## Work to be completed
Each record beneath this line should be returned exactly as it is.

## Supplied data
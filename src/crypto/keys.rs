//! In-memory holder for the vault key.
//!
//! The key is loaded fresh for every command and wiped when the
//! wrapper is dropped.  Nothing here persists key material.

use base64::engine::general_purpose::STANDARD as BASE64;
use base64::Engine;
use zeroize::Zeroize;

use super::encryption::KEY_LEN;
use crate::errors::{Result, SiteVaultError};

/// A 32-byte symmetric key that zeroes its memory on drop.
#[derive(Zeroize)]
#[zeroize(drop)]
pub struct VaultKey {
    bytes: [u8; KEY_LEN],
}

impl VaultKey {
    /// Wrap raw key bytes.
    pub fn new(bytes: [u8; KEY_LEN]) -> Self {
        Self { bytes }
    }

    /// Build a key from a slice, checking its length.
    pub fn from_slice(bytes: &[u8]) -> Result<Self> {
        let array: [u8; KEY_LEN] =
            bytes
                .try_into()
                .map_err(|_| SiteVaultError::InvalidKeyLength {
                    expected: KEY_LEN,
                    actual: bytes.len(),
                })?;
        Ok(Self::new(array))
    }

    /// Decode a base64 key, as passed through `SITEVAULT_KEY`.
    pub fn from_base64(encoded: &str) -> Result<Self> {
        let mut decoded = BASE64
            .decode(encoded.trim())
            .map_err(|e| SiteVaultError::KeyfileError(format!("key is not valid base64: {e}")))?;
        let key = Self::from_slice(&decoded);
        decoded.zeroize();
        key
    }

    /// Access the raw key bytes (e.g. to pass to `seal`/`open`).
    pub fn as_bytes(&self) -> &[u8; KEY_LEN] {
        &self.bytes
    }
}

impl std::fmt::Debug for VaultKey {
    fn fmt(&self, f: &mut std::fmt::Formatter<'_>) -> std::fmt::Result {
        f.write_str("VaultKey(..)")
    }
}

## Task result
filename src/crypto/keys.rs
//! In-memory holder for the vault key.
//!
//! The key is loaded fresh for every command and wiped when the
//! wrapper is dropped.  Nothing here persists key material.

use base64::engine::general_purpose::STANDARD as BASE64;
use base64::Engine;
use zeroize::Zeroize;

use super::encryption::KEY_LEN;
use crate::errors::{Result, SiteVaultError};

/// A 32-byte symmetric key that zeroes its memory on drop.
#[derive(Zeroize)]
#[zeroize(drop)]
pub struct VaultKey {
    bytes: [u8; KEY_LEN],
}

impl VaultKey {
    /// Wrap raw key bytes.
    pub fn new(bytes: [u8; KEY_LEN]) -> Self {
        Self { bytes }
    }

    /// Build a key from a slice, checking its length.
    pub fn from_slice(bytes: &[u8]) -> Result<Self> {
        let array: [u8; KEY_LEN] =
            bytes
                .try_into()
                .map_err(|_| SiteVaultError::InvalidKeyLength {
                    expected: KEY_LEN,
                    actual: bytes.len(),
                })?;
        Ok(Self::new(array))
    }

    /// Decode a base64 key, as passed through `SITEVAULT_KEY`.
    pub fn from_base64(encoded: &str) -> Result<Self> {
        let mut decoded = BASE64
            .decode(encoded.trim())
            .map_err(|e| SiteVaultError::KeyfileError(format!("key is not valid base64: {e}")))?;
        let key = Self::from_slice(&decoded);
        decoded.zeroize();
        key
    }

    /// Access the raw key bytes (e.g. to pass to `seal`/`open`).
    pub fn as_bytes(&self) -> &[u8; KEY_LEN] {
        &self.bytes
    }
}

impl std::fmt::Debug for VaultKey {
    fn fmt(&self, f: &mut std::fmt::Formatter<'_>) -> std::fmt::Result {
        f.write_str("VaultKey(..)")
    }
}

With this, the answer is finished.